Delftia acidovorans has undergone numerous changes in nomenclature since its discovery, formerly being known as Pseudomonas acidovorans and Comamonas acidovorans, until being reclassified under its own new genus Delftia in 1999 [1-3].  D. acidovorans has also been of recent industrial interest, with the ability to precipitate gold nanoparticles from its surrounding environment (as a defence mechanism against oxidative damage from gold ions), resulting in the formation of gold nuggets [4]. Potential applications in the formation of bio-polyesters with D. acidovorans for use in the biomedical industry also exist [5].

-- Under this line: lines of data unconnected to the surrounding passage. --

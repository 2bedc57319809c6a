use serde::Deserialize;
use tracing::warn;
use url::Url;

use super::{
    ApiReply, ResolveFuture, Resolver, api_url, fetch_json, network_failure, response_code,
};
use crate::config::YoutubeConfig;
use crate::links::fetcher::Session;
use crate::links::format::{format_duration, parse_iso8601_duration, quote};
use crate::links::types::ResolverOutcome;

const CANONICAL_HOSTS: &[&str] = &[
    "youtube.com",
    "www.youtube.com",
    "m.youtube.com",
    "music.youtube.com",
    "youtube-nocookie.com",
    "www.youtube-nocookie.com",
];
const SHORT_HOST: &str = "youtu.be";
const PATH_FORMS: &[&str] = &["shorts", "embed", "live", "v"];

#[derive(Debug, Deserialize)]
struct VideoList {
    #[serde(default)]
    items: Vec<Video>,
}

#[derive(Debug, Deserialize)]
#[serde(rename_all = "camelCase")]
struct Video {
    snippet: Snippet,
    content_details: ContentDetails,
}

#[derive(Debug, Deserialize)]
struct Snippet {
    title: String,
}

#[derive(Debug, Deserialize)]
struct ContentDetails {
    duration: String,
}

/// Extract the video id from a watch, short-form or `youtu.be` URL.
pub(crate) fn video_id(url: &Url) -> Option<String> {
    let host = url.host_str()?.to_ascii_lowercase();
    let mut segments = url.path_segments()?.filter(|s| !s.is_empty());
    let id = if host == SHORT_HOST {
        segments.next().map(str::to_string)
    } else if CANONICAL_HOSTS.contains(&host.as_str()) {
        match segments.next() {
            Some("watch") => url
                .query_pairs()
                .find(|(key, _)| key == "v")
                .map(|(_, value)| value.into_owned()),
            Some(form) if PATH_FORMS.contains(&form) => segments.next().map(str::to_string),
            _ => None,
        }
    } else {
        None
    };
    id.filter(|id| {
        !id.is_empty()
            && id
                .chars()
                .all(|c| c.is_ascii_alphanumeric() || c == '-' || c == '_')
    })
}

/// Video title and length from the Data API.
pub struct YoutubeResolver {
    api_key: Option<String>,
    api_base: Url,
}

impl YoutubeResolver {
    pub fn new(api_key: Option<String>, api_base: Url) -> Self {
        Self {
            api_key: api_key.filter(|key| !key.is_empty()),
            api_base,
        }
    }

    pub fn from_config(config: &YoutubeConfig) -> anyhow::Result<Self> {
        Ok(Self::new(config.api_key.clone(), Url::parse(&config.api_base)?))
    }

    async fn lookup(
        &self,
        session: &Session,
        key: &str,
        id: &str,
    ) -> anyhow::Result<ResolverOutcome> {
        let url = api_url(&self.api_base, "/youtube/v3/videos")?;
        let request = session.api_get(&url).query(&[
            ("id", id),
            ("hl", "en"),
            ("key", key),
            ("part", "snippet,contentDetails"),
        ]);
        let list: VideoList = match fetch_json(request, session.api_budget()).await {
            Ok(ApiReply::Parsed(list)) => list,
            Ok(ApiReply::Status(status)) => return Ok(response_code(status)),
            Ok(ApiReply::Invalid(e)) => {
                warn!(id, error = %e, "invalid youtube response");
                return Ok(ResolverOutcome::text("invalid response from YouTube API"));
            }
            Err(e) => return network_failure(e),
        };
        let Some(video) = list.items.into_iter().next() else {
            return Ok(ResolverOutcome::text("Video not found"));
        };

        let title = quote(&video.snippet.title);
        Ok(match parse_iso8601_duration(&video.content_details.duration) {
            Some(secs) => ResolverOutcome::text(format!("{title} ({})", format_duration(secs))),
            None => {
                warn!(id, duration = %video.content_details.duration, "unparsable video duration");
                ResolverOutcome::text(title)
            }
        })
    }
}

impl Resolver for YoutubeResolver {
    fn name(&self) -> &str {
        "youtube"
    }

    fn try_resolve<'a>(&'a self, url: &'a Url, session: &'a Session) -> ResolveFuture<'a> {
        Box::pin(async move {
            let (Some(key), Some(id)) = (self.api_key.as_deref(), video_id(url)) else {
                return Ok(ResolverOutcome::NoMatch);
            };
            self.lookup(session, key, &id).await
        })
    }
}
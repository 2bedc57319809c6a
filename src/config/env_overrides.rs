use super::Config;
use std::path::PathBuf;

impl Config {
    pub fn apply_env_overrides(&mut self) {
        if let Ok(key) = std::env::var("ONEBOT_YOUTUBE_API_KEY")
            && !key.is_empty()
        {
            self.urlinfo.youtube.api_key = Some(key);
        }

        if let Ok(token) = std::env::var("ONEBOT_TWITTER_BEARER_TOKEN")
            && !token.is_empty()
        {
            self.urlinfo.twitter.bearer_token = Some(token);
        }

        if let Ok(agent) = std::env::var("ONEBOT_USER_AGENT")
            && !agent.is_empty()
        {
            self.urlinfo.user_agent = agent;
        }

        if let Ok(path) = std::env::var("ONEBOT_COOKIE_FILE")
            && !path.is_empty()
        {
            self.urlinfo.cookie_file = Some(PathBuf::from(path));
        }
    }
}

Defltia acidovorans exists as straight to slightly curved Gram negative rods occurring either singularly or in pairs.  Similar to the organisms it was previously grouped with (e.g. Pseudomonas), it is a strictly aerobic, motile, non-spore forming, non-lactose fermenting, oxidase & catalase positive organism. Wen et al provides an extensive microbiological description of the organism for further reference [3]. It is found throughout the environment, particularly in soil and water, which provide potential sources of exposure for patients [1,3,6].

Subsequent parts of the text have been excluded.